**Work to complete**
Show only those lines of the entries where the string "sorcery" is found.

[Collected data]
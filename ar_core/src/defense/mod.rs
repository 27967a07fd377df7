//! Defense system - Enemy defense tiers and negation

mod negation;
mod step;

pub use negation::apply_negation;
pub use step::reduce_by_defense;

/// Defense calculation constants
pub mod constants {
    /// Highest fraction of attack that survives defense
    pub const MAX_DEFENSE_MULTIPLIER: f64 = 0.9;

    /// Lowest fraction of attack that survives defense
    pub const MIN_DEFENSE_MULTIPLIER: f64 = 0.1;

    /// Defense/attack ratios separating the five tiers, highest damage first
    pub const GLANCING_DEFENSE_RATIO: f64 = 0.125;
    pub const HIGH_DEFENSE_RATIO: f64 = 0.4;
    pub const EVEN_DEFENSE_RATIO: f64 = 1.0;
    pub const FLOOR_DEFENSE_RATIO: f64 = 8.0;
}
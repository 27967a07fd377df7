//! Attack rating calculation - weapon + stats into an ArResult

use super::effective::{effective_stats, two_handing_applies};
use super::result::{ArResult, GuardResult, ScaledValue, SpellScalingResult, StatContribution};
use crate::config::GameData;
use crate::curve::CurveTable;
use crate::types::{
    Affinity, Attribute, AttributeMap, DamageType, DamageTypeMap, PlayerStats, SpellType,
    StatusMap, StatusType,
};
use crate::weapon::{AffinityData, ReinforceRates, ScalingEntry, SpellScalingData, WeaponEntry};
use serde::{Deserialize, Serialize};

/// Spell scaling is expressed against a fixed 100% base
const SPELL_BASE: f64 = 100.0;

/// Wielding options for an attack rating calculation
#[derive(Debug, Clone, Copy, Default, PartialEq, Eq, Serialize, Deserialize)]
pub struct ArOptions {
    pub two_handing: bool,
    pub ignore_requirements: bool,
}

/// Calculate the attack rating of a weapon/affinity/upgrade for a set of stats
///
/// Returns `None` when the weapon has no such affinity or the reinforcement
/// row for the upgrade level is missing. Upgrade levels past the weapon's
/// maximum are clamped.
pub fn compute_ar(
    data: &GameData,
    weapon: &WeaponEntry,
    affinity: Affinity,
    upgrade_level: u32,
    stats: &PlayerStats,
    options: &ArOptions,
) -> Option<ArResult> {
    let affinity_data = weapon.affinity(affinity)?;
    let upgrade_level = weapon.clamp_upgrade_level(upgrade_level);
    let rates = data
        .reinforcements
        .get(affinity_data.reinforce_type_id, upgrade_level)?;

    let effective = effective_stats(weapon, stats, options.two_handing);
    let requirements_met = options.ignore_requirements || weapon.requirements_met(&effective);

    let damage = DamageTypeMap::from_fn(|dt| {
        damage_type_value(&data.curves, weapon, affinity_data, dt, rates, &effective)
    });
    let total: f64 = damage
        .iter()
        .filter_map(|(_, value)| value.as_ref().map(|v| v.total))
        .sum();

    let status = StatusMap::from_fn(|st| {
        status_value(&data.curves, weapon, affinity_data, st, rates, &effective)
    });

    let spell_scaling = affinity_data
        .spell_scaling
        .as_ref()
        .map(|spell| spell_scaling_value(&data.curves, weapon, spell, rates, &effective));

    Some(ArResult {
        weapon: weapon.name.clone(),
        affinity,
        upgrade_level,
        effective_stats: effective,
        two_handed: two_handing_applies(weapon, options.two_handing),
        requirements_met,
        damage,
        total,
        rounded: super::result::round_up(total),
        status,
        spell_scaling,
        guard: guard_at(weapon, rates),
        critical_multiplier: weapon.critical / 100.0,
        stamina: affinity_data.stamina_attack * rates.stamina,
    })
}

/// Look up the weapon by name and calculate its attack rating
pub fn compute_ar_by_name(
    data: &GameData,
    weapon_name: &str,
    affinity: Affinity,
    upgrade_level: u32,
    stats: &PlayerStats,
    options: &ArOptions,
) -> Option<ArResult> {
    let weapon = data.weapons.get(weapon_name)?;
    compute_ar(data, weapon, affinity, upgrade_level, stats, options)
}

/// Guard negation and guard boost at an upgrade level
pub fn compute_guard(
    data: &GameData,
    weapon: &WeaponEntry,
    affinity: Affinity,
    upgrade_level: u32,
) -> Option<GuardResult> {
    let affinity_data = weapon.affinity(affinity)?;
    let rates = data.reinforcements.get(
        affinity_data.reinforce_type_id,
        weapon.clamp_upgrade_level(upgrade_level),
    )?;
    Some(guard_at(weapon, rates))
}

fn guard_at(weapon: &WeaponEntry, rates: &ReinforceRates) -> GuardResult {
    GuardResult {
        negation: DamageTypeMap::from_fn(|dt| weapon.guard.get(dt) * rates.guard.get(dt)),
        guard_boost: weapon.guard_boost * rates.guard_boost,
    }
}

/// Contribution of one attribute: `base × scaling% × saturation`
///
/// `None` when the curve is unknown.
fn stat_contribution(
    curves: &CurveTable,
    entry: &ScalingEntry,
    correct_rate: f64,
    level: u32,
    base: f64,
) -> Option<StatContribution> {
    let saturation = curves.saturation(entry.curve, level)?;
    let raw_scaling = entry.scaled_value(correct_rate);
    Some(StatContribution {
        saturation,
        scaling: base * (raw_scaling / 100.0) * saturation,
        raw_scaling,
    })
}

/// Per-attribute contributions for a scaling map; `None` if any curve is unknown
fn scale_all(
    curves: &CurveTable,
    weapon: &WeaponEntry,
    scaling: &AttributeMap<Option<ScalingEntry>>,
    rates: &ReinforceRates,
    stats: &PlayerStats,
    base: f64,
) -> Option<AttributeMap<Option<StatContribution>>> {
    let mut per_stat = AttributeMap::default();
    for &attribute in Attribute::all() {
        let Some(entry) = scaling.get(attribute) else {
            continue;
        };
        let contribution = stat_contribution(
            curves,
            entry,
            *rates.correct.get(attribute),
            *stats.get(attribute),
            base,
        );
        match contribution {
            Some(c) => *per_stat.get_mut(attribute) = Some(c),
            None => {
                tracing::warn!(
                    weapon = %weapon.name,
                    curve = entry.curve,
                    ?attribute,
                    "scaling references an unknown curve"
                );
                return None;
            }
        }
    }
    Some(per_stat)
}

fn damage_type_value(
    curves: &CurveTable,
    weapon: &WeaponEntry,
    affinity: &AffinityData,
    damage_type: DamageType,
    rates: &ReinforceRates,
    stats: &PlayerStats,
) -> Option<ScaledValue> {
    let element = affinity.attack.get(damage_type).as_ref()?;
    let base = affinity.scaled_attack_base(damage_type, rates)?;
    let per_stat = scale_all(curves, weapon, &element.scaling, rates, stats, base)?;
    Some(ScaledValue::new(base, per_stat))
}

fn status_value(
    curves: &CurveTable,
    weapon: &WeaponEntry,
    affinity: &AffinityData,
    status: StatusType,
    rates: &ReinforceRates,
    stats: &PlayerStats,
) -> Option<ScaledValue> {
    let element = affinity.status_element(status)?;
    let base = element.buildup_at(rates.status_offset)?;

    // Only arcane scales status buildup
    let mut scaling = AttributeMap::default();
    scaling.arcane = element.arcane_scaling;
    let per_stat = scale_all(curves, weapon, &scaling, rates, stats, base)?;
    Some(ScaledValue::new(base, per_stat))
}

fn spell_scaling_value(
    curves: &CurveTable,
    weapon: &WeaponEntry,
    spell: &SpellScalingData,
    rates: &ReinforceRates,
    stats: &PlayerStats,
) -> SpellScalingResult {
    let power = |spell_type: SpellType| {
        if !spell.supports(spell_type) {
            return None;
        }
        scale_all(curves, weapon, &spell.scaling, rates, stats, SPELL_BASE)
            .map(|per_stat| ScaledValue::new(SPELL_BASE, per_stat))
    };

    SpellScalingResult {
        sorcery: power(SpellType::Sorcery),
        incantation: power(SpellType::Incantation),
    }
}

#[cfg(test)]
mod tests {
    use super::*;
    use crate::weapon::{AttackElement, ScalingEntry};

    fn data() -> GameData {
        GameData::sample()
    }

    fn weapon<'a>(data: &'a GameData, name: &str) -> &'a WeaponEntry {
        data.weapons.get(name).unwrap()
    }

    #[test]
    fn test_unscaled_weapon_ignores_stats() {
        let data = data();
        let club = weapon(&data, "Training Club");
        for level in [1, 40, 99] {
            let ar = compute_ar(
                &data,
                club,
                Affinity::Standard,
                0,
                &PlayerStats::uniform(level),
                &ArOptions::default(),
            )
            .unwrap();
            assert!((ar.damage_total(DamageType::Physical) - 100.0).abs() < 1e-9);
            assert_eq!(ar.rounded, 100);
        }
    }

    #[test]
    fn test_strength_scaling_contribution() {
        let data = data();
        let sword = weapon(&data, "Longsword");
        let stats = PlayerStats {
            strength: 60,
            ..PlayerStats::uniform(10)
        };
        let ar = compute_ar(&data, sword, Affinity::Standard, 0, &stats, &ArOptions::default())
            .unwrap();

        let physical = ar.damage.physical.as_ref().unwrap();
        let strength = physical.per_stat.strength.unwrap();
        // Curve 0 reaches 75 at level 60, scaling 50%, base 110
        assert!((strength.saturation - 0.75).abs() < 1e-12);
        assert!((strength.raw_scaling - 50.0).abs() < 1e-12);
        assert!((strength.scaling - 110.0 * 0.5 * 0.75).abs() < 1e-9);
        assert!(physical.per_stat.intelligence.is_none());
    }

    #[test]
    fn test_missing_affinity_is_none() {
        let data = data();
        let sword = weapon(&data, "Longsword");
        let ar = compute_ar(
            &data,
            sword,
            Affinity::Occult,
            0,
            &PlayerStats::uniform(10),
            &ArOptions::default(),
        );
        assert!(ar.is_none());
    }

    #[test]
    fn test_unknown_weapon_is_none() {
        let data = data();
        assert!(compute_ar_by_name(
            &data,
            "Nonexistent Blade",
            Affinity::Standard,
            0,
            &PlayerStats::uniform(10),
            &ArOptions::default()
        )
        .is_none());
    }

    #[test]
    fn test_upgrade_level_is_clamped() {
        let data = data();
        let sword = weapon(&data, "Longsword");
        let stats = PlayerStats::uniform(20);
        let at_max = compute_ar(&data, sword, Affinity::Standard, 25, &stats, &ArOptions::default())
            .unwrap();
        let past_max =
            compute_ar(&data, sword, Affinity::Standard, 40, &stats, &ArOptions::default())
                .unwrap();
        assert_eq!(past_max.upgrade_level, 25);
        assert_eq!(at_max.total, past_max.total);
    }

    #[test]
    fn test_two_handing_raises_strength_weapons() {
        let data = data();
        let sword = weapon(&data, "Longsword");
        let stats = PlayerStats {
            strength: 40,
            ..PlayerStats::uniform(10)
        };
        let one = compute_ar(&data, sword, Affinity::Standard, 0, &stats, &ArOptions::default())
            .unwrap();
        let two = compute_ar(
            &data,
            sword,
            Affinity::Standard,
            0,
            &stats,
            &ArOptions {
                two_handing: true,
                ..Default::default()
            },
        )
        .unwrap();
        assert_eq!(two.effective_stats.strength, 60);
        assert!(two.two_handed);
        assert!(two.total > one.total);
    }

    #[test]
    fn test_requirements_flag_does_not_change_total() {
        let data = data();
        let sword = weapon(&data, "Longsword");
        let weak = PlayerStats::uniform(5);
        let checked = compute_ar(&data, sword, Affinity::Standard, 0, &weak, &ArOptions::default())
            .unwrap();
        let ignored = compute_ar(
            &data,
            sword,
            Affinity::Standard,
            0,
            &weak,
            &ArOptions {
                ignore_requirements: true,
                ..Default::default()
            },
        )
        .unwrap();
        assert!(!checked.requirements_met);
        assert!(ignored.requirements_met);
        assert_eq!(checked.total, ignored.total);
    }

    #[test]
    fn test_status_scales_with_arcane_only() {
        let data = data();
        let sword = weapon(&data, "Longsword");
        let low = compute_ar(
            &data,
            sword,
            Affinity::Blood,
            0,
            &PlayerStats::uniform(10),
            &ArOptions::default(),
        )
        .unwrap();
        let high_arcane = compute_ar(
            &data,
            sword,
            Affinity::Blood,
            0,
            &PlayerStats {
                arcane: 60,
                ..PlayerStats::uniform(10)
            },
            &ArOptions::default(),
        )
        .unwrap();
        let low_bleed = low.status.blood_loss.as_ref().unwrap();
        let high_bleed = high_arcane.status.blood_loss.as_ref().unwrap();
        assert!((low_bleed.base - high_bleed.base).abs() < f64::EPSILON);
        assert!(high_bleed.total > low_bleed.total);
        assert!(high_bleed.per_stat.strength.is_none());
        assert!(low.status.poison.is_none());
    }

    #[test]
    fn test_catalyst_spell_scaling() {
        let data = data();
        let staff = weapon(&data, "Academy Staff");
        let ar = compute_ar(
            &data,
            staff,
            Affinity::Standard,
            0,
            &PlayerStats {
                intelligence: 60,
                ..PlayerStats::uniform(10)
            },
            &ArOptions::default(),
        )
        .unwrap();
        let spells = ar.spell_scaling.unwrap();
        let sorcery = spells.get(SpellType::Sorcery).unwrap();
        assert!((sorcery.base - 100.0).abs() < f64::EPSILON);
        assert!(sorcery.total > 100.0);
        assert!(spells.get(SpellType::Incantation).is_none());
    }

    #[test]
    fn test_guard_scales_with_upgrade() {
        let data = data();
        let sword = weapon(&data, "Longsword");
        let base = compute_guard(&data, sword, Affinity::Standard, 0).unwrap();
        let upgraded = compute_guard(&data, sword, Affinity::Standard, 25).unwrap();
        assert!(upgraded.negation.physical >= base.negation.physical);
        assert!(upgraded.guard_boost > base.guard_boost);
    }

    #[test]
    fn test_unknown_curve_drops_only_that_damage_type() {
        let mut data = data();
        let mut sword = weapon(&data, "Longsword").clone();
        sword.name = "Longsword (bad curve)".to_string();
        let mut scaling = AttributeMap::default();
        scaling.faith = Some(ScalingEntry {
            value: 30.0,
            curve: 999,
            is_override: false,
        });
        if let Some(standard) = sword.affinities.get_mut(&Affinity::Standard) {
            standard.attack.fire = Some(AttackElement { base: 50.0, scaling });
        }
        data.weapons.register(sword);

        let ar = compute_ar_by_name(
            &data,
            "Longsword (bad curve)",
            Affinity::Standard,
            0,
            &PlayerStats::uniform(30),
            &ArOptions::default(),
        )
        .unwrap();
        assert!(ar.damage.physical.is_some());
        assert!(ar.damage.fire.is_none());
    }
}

==

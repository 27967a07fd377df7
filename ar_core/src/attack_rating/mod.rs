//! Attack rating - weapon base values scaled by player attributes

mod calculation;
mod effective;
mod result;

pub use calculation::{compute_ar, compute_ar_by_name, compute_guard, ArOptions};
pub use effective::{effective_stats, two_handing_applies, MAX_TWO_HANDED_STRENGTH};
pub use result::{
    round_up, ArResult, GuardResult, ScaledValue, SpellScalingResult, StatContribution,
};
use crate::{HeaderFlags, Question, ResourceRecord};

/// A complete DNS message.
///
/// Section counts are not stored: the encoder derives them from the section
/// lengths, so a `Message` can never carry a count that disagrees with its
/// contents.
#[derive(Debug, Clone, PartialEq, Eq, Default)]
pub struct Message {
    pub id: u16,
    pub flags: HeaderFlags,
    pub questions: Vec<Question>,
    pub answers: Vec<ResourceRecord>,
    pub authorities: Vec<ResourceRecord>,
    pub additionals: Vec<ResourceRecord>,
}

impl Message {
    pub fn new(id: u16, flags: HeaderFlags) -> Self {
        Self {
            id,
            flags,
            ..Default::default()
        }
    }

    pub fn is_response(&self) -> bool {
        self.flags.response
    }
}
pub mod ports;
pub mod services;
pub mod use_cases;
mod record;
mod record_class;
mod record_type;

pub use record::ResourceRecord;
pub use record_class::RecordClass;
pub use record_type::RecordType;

**Finished task**
        sorcery: power(SpellType::Sorcery),
        let sorcery = spells.get(SpellType::Sorcery).unwrap();
        assert!((sorcery.base - 100.0).abs() < f64::EPSILON);
        assert!(sorcery.total > 100.0);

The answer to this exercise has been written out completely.